Climate Change, Tech Innovation Pose New Infrastructure Challenges, State Officials Say

Sep 13, 2017

New challenges have arisen around transportation and infrastructure in the last decade, particularly climate change and innovations in technology, according to Department of Conservation and Natural Resources secretary Cindy Adams Dunn and state Transportation secretary Leslie Richards. 

The pair made the remarks at a sustainability event at Carnegie Mellon University Wednesday.

Richards said PennDOT builds roads with the intention that they'll be usable for decades, but anticipating the future popularity of autonomous vehicles raises previously unexplored questions for developers.

"We have to ask, is that road the type of road that an autonomous vehicle and connected vehicle need?" Richards said. "Are we using the right materials that we're going to need 40 years from now when we come back and do a major renovation?"

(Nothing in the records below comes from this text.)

#![cfg_attr(feature = "fail-on-warnings", deny(warnings))]
#![warn(clippy::all, clippy::pedantic, clippy::nursery, clippy::cargo)]
#![allow(clippy::multiple_crate_versions, clippy::cargo_common_metadata)]

//! Polygon handling for metalert search.
//!
//! [`codec`] turns `GeoJSON` (Polygon, `MultiPolygon`, or a Feature wrapping
//! either) into `geo` geometry and back, and computes the planar measures
//! used by the index: area, bounds, intersection area and simplification.
//! Coordinates are treated as flat degrees; nothing is reprojected.
//!
//! [`shape_store`] persists full-resolution polygons by UUID and lazily
//! derives simplified variants keyed by tolerance.

pub mod codec;
pub mod shape_store;

pub use codec::{GeometrySource, PolygonShape};
pub use shape_store::{ShapeStore, ShapeStoreError, StoredShape};

use std::path::PathBuf;

/// Errors from decoding or measuring polygons.
#[derive(Debug, thiserror::Error)]
pub enum GeometryError {
    /// The input decoded, but is not a valid Polygon or `MultiPolygon`.
    #[error("Invalid geometry: {0}")]
    InvalidGeometry(String),

    /// The input file does not exist or cannot be read.
    #[error("Geometry source unavailable: {}: {reason}", path.display())]
    SourceUnavailable {
        /// The path that was requested.
        path: PathBuf,
        /// Why it could not be read.
        reason: String,
    },

    /// The input is of an unsupported kind, or the file is not JSON.
    #[error("Malformed geometry input: {0}")]
    MalformedInput(String),
}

She said technological advances in transportation affect decisions made by the state, including those that might seem arbitrary at face value, such as using line paint on roads that can be detected by both computers and people.

Dunn said many of Pennsylvania's future developments will account for the impacts of climate change. She said it's innovation out of necessity.

"We see it as a driving opportunity toward green infrastructure if we can get the engineering right, get the data right, and make a convincing case that green infrastructure is affective and it works," Dunn said.

Earlier this month, PennDOT released information on how technology is being integrated into infrastructure at a two-day Automated Vehicle Summit. The authority focused on strides in safety and efficiency.

The DCNR has made steps in recent years to prioritize energy efficiency at state park and forest offices. Under Dunn's leadership, 14 new Leadership in Energy and Environmental Design (LEED) buildings have been constructed.